‘We can discuss that later. You made me a promise, Sidonie, and you will honour it.’
‘And if I don’t? What? You’ll take me to court?’
Each word was spiked with something serrated, falling like an icy-edged little snowflake, cold against his skin, and Khalil felt something stir deep inside him.
He stilled, a ripple of shock arrowing down his spine.
It had been years since he’d felt that part of him stir. The hunger that had helped him win his crown, the old blood that ran in his veins, a poisonous gift from his father. After his coronation he’d buried that part of himself and he’d thought it had stayed buried.
Apparently not. Apparently all you need for it to wake is a challenge.
That may be, but he was done with challenges now. He was the King, he had nothing to prove, and certainly not where Sidonie was concerned. The cost was too high should that part of himself wake again. It had to stay frozen. Ithadto.
Khalil stared at her. He couldn’t afford resistance. He needed a wife and heirs, and his people needed a queen untainted by the labyrinthine politics of his father’s reign. He could go back to the list of potential candidates his advisors had put forward and choose one of them. Or, if he wanted to find a woman from outside Al Da’ira, he’d no doubt find one—he’d never had any issues with finding women who wanted him.
But he didn’t want just any woman. He wanted the woman who’d taught him what happiness had felt like, because if she could do that for him, then she could do it for his people.
‘Yes,’ he said coolly. ‘That is what I said.’

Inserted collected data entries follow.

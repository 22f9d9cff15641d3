use serde::{Deserialize, Serialize};

use super::{NEUTRAL_SCORE, ScoreError, TextScorer, count_phrases};

/// Price perception from keywords: 1.0 cheap, 0.0 expensive, 0.5 unknown.
///
/// Cheap phrases win when both kinds occur.
#[derive(Debug, Clone, PartialEq, Serialize, Deserialize)]
#[serde(default)]
pub struct PriceKeywords {
    pub cheap: Vec<String>,
    pub expensive: Vec<String>,
}

impl Default for PriceKeywords {
    fn default() -> Self {
        Self {
            cheap: vec!["ucuz".into(), "makul".into(), "fiyatlar uygun".into()],
            expensive: vec!["pahalı".into(), "fiyat yüksek".into()],
        }
    }
}

impl TextScorer for PriceKeywords {
    fn name(&self) -> &str {
        "price"
    }

    fn score(&self, text: &str) -> Result<f64, ScoreError> {
        let text = text.to_lowercase();
        if count_phrases(&text, &self.cheap) > 0 {
            Ok(1.0)
        } else if count_phrases(&text, &self.expensive) > 0 {
            Ok(0.0)
        } else {
            Ok(NEUTRAL_SCORE)
        }
    }
}

#[cfg(test)]
mod tests {
    use super::*;

    #[test]
    fn test_price_keywords() {
        let scorer = PriceKeywords::default();
        assert_eq!(scorer.score("Fiyatlar uygun, porsiyon büyük").unwrap(), 1.0);
        assert_eq!(scorer.score("Biraz pahalı ama güzel").unwrap(), 0.0);
        assert_eq!(scorer.score("Ucuz değil, pahalı da değil").unwrap(), 1.0);
        assert_eq!(scorer.score("Servis hızlı").unwrap(), NEUTRAL_SCORE);
    }
}
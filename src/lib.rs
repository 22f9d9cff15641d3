//! Restaurant recommendations from free-text queries.
//!
//! Scraped restaurants are enriched offline (categories, sentiment and price signals),
//! indexed with TF-IDF, and served through a [`Recommender`] that unions name, category
//! and similarity matches and ranks them with a composite score.

pub mod config;
pub mod corpus;
pub mod document;
pub mod engine;
pub mod error;
pub mod matrix;
pub mod preprocessing;
pub mod scoring;
pub mod server;

pub use config::Config;
pub use corpus::{Corpus, Enricher, Snapshot};
pub use document::{RawRestaurant, Restaurant};
pub use engine::{CategoryCount, CorpusStats, Recommendation, Recommender, SearchOptions};
pub use error::{Error, Result};
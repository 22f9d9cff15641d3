use std::collections::BTreeSet;

use log::{debug, warn};
use serde::{Deserialize, Serialize};

use super::rank::{Formula, Ranked, rank};
use super::retrieve::{Candidate, retrieve};
use crate::config::{Config, SearchConfig};
use crate::corpus::{Corpus, Snapshot};
use crate::error::{Error, Result};

const MAX_RATING: f64 = 5.0;

/// One ranked restaurant, as returned to front-ends.
#[derive(Debug, Clone, PartialEq, Serialize, Deserialize)]
pub struct Recommendation {
    pub name: String,
    pub rating: Option<f64>,
    pub review_count: u32,
    pub score: f64,
    pub category_set: BTreeSet<String>,
    pub url: String,
}

#[derive(Debug, Clone, PartialEq, Eq, Serialize, Deserialize)]
pub struct CategoryCount {
    pub category: String,
    pub count: usize,
}

#[derive(Debug, Clone, PartialEq, Serialize, Deserialize)]
pub struct CorpusStats {
    pub restaurant_count: usize,
    pub reviewed_count: usize,
    pub unreviewed_count: usize,
    /// Mean over rated restaurants; `None` when nothing is rated.
    pub average_rating: Option<f64>,
    pub vocabulary_size: usize,
    pub category_count: usize,
}

#[derive(Debug, Clone, Copy, PartialEq)]
pub struct SearchOptions {
    pub top_n: usize,
    /// Drops unrated results and those rated below this value.
    pub min_rating: Option<f64>,
}

/// Query-serving view over one immutable snapshot.
///
/// Cheap to share across request threads; a rebuilt corpus means a new `Recommender`.
#[derive(Debug, Clone)]
pub struct Recommender {
    snapshot: Snapshot,
    settings: SearchConfig,
}

impl Recommender {
    pub fn new(snapshot: Snapshot, settings: SearchConfig) -> Self {
        Self { snapshot, settings }
    }

    /// Serving start-up: cached snapshot if present, otherwise a fresh enrichment pass.
    pub fn from_config(config: &Config) -> Result<Self> {
        Ok(Self::new(Snapshot::load_or_build(config)?, config.search.clone()))
    }

    /// Rebuilds from source, ignoring any cached snapshot.
    pub fn rebuild(config: &Config) -> Result<Self> {
        let snapshot = Snapshot::from_source(config)?;
        if let Err(e) = snapshot.save(&config.data.snapshot) {
            warn!("Could not refresh snapshot cache: {}", e);
        }
        Ok(Self::new(snapshot, config.search.clone()))
    }

    pub fn snapshot(&self) -> &Snapshot {
        &self.snapshot
    }

    pub fn settings(&self) -> &SearchConfig {
        &self.settings
    }

    fn corpus(&self) -> &Corpus {
        self.snapshot.corpus()
    }

    /// Clamps `top_n` to the configured maximum; zero is a caller error.
    fn effective_top_n(&self, top_n: usize) -> Result<usize> {
        if top_n == 0 {
            return Err(Error::InvalidArgument("top_n must be at least 1".to_string()));
        }
        Ok(top_n.min(self.settings.max_top_n))
    }

    pub fn search(&self, query: &str, top_n: usize) -> Result<Vec<Recommendation>> {
        self.search_with(query, &SearchOptions { top_n, min_rating: None })
    }

    /// Ranked recommendations for a free-text query. An empty query yields no results.
    pub fn search_with(&self, query: &str, options: &SearchOptions) -> Result<Vec<Recommendation>> {
        let query = query.trim();
        if query.is_empty() {
            return Ok(Vec::new());
        }

        let top_n = self.effective_top_n(options.top_n)?;
        if let Some(min_rating) = options.min_rating {
            if !min_rating.is_finite() || !(0.0..=MAX_RATING).contains(&min_rating) {
                return Err(Error::InvalidArgument(format!(
                    "min_rating must be in [0, {}], got {}",
                    MAX_RATING, min_rating
                )));
            }
        }

        let query_lower = query.to_lowercase();

        let similarities = self.snapshot.index().similarity(query);
        let candidates = retrieve(
            &query_lower,
            self.corpus(),
            &similarities,
            self.settings.similarity_threshold,
        );
        debug!("Query '{}' retrieved {} candidates", query, candidates.len());

        let ranked = rank(&query_lower, self.corpus(), &candidates, Formula::Search, top_n);
        Ok(self
            .recommendations(ranked)
            .into_iter()
            .filter(|r| match options.min_rating {
                Some(min_rating) => r.rating.is_some_and(|rating| rating >= min_rating),
                None => true,
            })
            .collect())
    }

    /// Ranks the restaurants tagged exactly `category` by their similarity to `query`.
    pub fn recommend_in_category(
        &self,
        category: &str,
        query: &str,
        top_n: usize,
    ) -> Result<Vec<Recommendation>> {
        let category = category.trim().to_lowercase();
        if category.is_empty() {
            return Ok(Vec::new());
        }
        let top_n = self.effective_top_n(top_n)?;

        let similarities = self.snapshot.index().similarity(query);
        let candidates: Vec<Candidate> = self
            .corpus()
            .restaurants()
            .iter()
            .enumerate()
            .filter(|(_, restaurant)| restaurant.categories.contains(&category))
            .map(|(position, _)| Candidate {
                position,
                name_match: false,
                category_match: true,
                similarity: similarities.get(position).copied(),
            })
            .collect();
        debug!("Category '{}' holds {} restaurants", category, candidates.len());

        let ranked = rank(
            &query.trim().to_lowercase(),
            self.corpus(),
            &candidates,
            Formula::Category,
            top_n,
        );
        Ok(self.recommendations(ranked))
    }

    pub fn list_categories(&self) -> Vec<CategoryCount> {
        self.corpus()
            .category_counts()
            .into_iter()
            .map(|(category, count)| CategoryCount { category, count })
            .collect()
    }

    pub fn stats(&self) -> CorpusStats {
        let restaurants = self.corpus().restaurants();
        let reviewed_count = restaurants.iter().filter(|r| r.has_reviews()).count();
        let ratings: Vec<f64> = restaurants.iter().filter_map(|r| r.rating).collect();
        let average_rating =
            (!ratings.is_empty()).then(|| ratings.iter().sum::<f64>() / ratings.len() as f64);

        CorpusStats {
            restaurant_count: restaurants.len(),
            reviewed_count,
            unreviewed_count: restaurants.len() - reviewed_count,
            average_rating,
            vocabulary_size: self.snapshot.index().vocabulary_size(),
            category_count: self.corpus().category_counts().len(),
        }
    }

    fn recommendations(&self, ranked: Vec<Ranked>) -> Vec<Recommendation> {
        let restaurants = self.corpus().restaurants();
        ranked
            .into_iter()
            .map(|Ranked { position, score }| {
                let restaurant = &restaurants[position];
                Recommendation {
                    name: restaurant.name.clone(),
                    rating: restaurant.rating,
                    review_count: restaurant.review_count,
                    score,
                    category_set: restaurant.categories.clone(),
                    url: restaurant.url.clone(),
                }
            })
            .collect()
    }
}
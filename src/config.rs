//! Runtime configuration, read from an optional TOML file.
//!
//! Every field has a default, so an empty file (or none at all) is a valid config.

use std::fs;
use std::path::{Path, PathBuf};

use serde::{Deserialize, Serialize};

use crate::corpus::Enricher;
use crate::error::{Error, Result};
use crate::preprocessing::categories::{CategoryClassifier, Taxonomy};
use crate::scoring::{LexiconSentiment, PriceKeywords};

#[derive(Debug, Clone, Default, PartialEq, Serialize, Deserialize)]
#[serde(default)]
pub struct Config {
    pub server: ServerConfig,
    pub search: SearchConfig,
    pub index: IndexConfig,
    pub data: DataConfig,
    pub scoring: ScoringConfig,
}

#[derive(Debug, Clone, PartialEq, Serialize, Deserialize)]
#[serde(default)]
pub struct ServerConfig {
    pub bind: String,
}

impl Default for ServerConfig {
    fn default() -> Self {
        Self {
            bind: "127.0.0.1:8080".to_string(),
        }
    }
}

#[derive(Debug, Clone, PartialEq, Serialize, Deserialize)]
#[serde(default)]
pub struct SearchConfig {
    /// Minimum cosine similarity for the similarity retrieval pass.
    pub similarity_threshold: f64,
    pub default_top_n: usize,
    /// Larger requests are capped to this many results.
    pub max_top_n: usize,
}

impl Default for SearchConfig {
    fn default() -> Self {
        Self {
            similarity_threshold: 0.10,
            default_top_n: 5,
            max_top_n: 50,
        }
    }
}

#[derive(Debug, Clone, PartialEq, Serialize, Deserialize)]
#[serde(default)]
pub struct IndexConfig {
    pub max_features: usize,
}

impl Default for IndexConfig {
    fn default() -> Self {
        Self { max_features: 1000 }
    }
}

#[derive(Debug, Clone, PartialEq, Serialize, Deserialize)]
#[serde(default)]
pub struct DataConfig {
    /// Scraped restaurants, a JSON array.
    pub source: PathBuf,
    /// Enriched snapshot cache.
    pub snapshot: PathBuf,
    /// Replacement for the built-in taxonomy.
    pub taxonomy: Option<PathBuf>,
}

impl Default for DataConfig {
    fn default() -> Self {
        Self {
            source: PathBuf::from("data/restaurants.json"),
            snapshot: PathBuf::from("recommender_snapshot.bin"),
            taxonomy: None,
        }
    }
}

#[derive(Debug, Clone, Default, PartialEq, Serialize, Deserialize)]
#[serde(default)]
pub struct ScoringConfig {
    pub sentiment: LexiconSentiment,
    pub price: PriceKeywords,
}

impl Config {
    pub fn from_toml(content: &str) -> Result<Self> {
        let config: Config = toml::from_str(content)?;
        config.validate()?;
        Ok(config)
    }

    pub fn load(path: impl AsRef<Path>) -> Result<Self> {
        let path = path.as_ref();
        let content = fs::read_to_string(path).map_err(|e| Error::io(path, e))?;
        Self::from_toml(&content)
    }

    pub fn validate(&self) -> Result<()> {
        let threshold = self.search.similarity_threshold;
        if !threshold.is_finite() || !(0.0..1.0).contains(&threshold) {
            return Err(Error::Config(format!(
                "similarity_threshold must be in [0, 1), got {}",
                threshold
            )));
        }
        if self.search.default_top_n == 0 {
            return Err(Error::Config("default_top_n must be at least 1".to_string()));
        }
        if self.search.max_top_n < self.search.default_top_n {
            return Err(Error::Config(format!(
                "max_top_n ({}) is smaller than default_top_n ({})",
                self.search.max_top_n, self.search.default_top_n
            )));
        }
        if self.index.max_features == 0 {
            return Err(Error::Config("max_features must be at least 1".to_string()));
        }
        if self.server.bind.trim().is_empty() {
            return Err(Error::Config("server bind address is empty".to_string()));
        }
        Ok(())
    }

    pub fn taxonomy(&self) -> Result<Taxonomy> {
        match &self.data.taxonomy {
            Some(path) => Taxonomy::load(path),
            None => Ok(Taxonomy::builtin()),
        }
    }

    pub fn enricher(&self) -> Result<Enricher> {
        Ok(Enricher::new(
            CategoryClassifier::new(self.taxonomy()?),
            Box::new(self.scoring.sentiment.clone()),
            Box::new(self.scoring.price.clone()),
        ))
    }
}
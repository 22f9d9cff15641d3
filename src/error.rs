//! Error types for the recommender library.

use std::path::PathBuf;

use thiserror::Error;

#[derive(Debug, Error)]
pub enum Error {
    #[error("Failed to read {path}: {source}")]
    Io {
        path: PathBuf,
        #[source]
        source: std::io::Error,
    },

    /// The raw corpus is not a JSON array of records
    #[error("Invalid corpus JSON: {0}")]
    Json(#[from] serde_json::Error),

    #[error("Snapshot (de)serialization failed: {0}")]
    Snapshot(#[from] bincode::Error),

    #[error("Invalid configuration: {0}")]
    Config(String),

    #[error("Invalid taxonomy: {0}")]
    Taxonomy(String),

    /// The text index was built over a different corpus
    #[error("Index covers {index} documents but corpus has {corpus}")]
    IndexMismatch { index: usize, corpus: usize },

    #[error("Invalid argument: {0}")]
    InvalidArgument(String),

    /// A rebuild running off the request path panicked or was cancelled
    #[error("Background task failed: {0}")]
    Task(String),
}

impl Error {
    pub(crate) fn io(path: impl Into<PathBuf>, source: std::io::Error) -> Self {
        Error::Io {
            path: path.into(),
            source,
        }
    }
}

impl From<toml::de::Error> for Error {
    fn from(err: toml::de::Error) -> Self {
        Error::Config(err.to_string())
    }
}

pub type Result<T> = std::result::Result<T, Error>;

She didn’t flinch, another sign of the steel she’d somehow acquired. ‘So, you’re going to force me to marry you. Is that what you’re saying?’
She is not the same Sidonie you knew.
No. But still, it had only been five years. She could not have changedsomuch in five years.
‘It will not involve force.’ He kept his voice level. ‘You wanted to marry me, remember? If you had not found a husband by the time you were thirty, you would marry me—that is what you said. You were very, very definite.’
‘But I wasn’t—’
‘You wrote that promise yourself,’ he went on relentlessly. ‘You insisted. Because you wanted me to hold you to it when the time came.’
She opened her mouth then shut it again, her gaze flickering. The flush in her pale cheeks had crept down her lovely white throat.
She remembered that night as well as he, about how they’d been talking of him taking the throne and what it would mean for his country. He’d mentioned that he’d have to marry at some stage, and that was when she’d said that if he couldn’t find someone he liked, and she was still unmarried by thirty, he could marry her.
He’d thought it was a joke at first, but there had been something intense in her eyes as she’d said it. Then she’d pulled out her cocktail serviette and had written her promise to him, signing it and getting him to sign it too.
He’d wanted to tell her that she didn’t need to make him sign some ridiculous promise. He would have married her right then and there. He knew how lonely her childhood had been and how much she’d wanted a family of her own. He knew all about the awful aunt who’d brought her up and resented every second of it.
But he was the heir to the throne of Al Da’ira, not the ordinary man he’d wished so passionately he could be in that moment. And he couldn’t give her that future.
He’d loved those years in England with her, but they were never going to be anything more than an idyll. A brief moment of sunshine between storms.
He had a country to rule and a crown to wear, and the king he’d been brought up to be had nothing to do with the man he’d become in England. The two were incompatible. She deserved more anyway. He wasn’t capable of giving her the kind of life she needed, and he didn’t want to be Hades to her Persephone, dragging her down into his Underworld.
Yet because she was his friend, and he would have given her the moon if she’d asked for it, he’d signed her serviette. And he’d never thought he’d return to make good on his promise, yet the needs of his people outweighed all other concerns.
He had to convince her somehow.
‘Well, I didn’t mean it,’ Sidonie said now, still cool. ‘So you can take that ridiculous contract and—’
‘Sidonie,’ he interrupted, because he was tired of sitting in this sticky, musty English pub. They could have this argument later, in cleaner, nicer surroundings, when the shock of his sudden arrival had worn off. ‘You must consider my proposal. I insist. Perhaps there is something you need from me that I could give you in return?’
‘I don’t need anything—’
‘Think on it. In the meantime,’ he gestured at the cupcake, ‘eat your birthday cake and then we will leave.’
There were tiny green sparks in her eyes. ‘Leave? What do you mean, leave?’